Work required:
Beginning with the line below that contains "use crate::session::auth::AuthBackend;" and ending with the line that contains "pub profiles: Arc<dyn", copy every line exactly. Copy nothing else.

Dataset entries
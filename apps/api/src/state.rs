use std::sync::Arc;

use crate::config::Config;
use crate::llm_client::ChatBackend;
use crate::profile::store::ProfileStore;
use crate::session::auth::AuthBackend;
use crate::session::SessionHandle;

/// Shared application state injected into all route handlers via Axum extractors.
#[derive(Clone)]
pub struct AppState {
    pub config: Config,
    /// Chat backend. Default: `ChatClient` over HTTP.
    pub chat: Arc<dyn ChatBackend>,
    pub auth: Arc<dyn AuthBackend>,
    pub profiles: Arc<dyn ProfileStore>,
    /// The single signed-in session, persisted to `config.session_file`.
    pub session: SessionHandle,
}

Answer to this problem:
use crate::session::auth::AuthBackend;
use crate::session::SessionHandle;

/// Shared application state injected into all route handlers via Axum extractors.
#[derive(Clone)]
pub struct AppState {
    pub config: Config,
    /// Chat backend. Default: `ChatClient` over HTTP.
    pub chat: Arc<dyn ChatBackend>,
    pub auth: Arc<dyn AuthBackend>,
    pub profiles: Arc<dyn ProfileStore>,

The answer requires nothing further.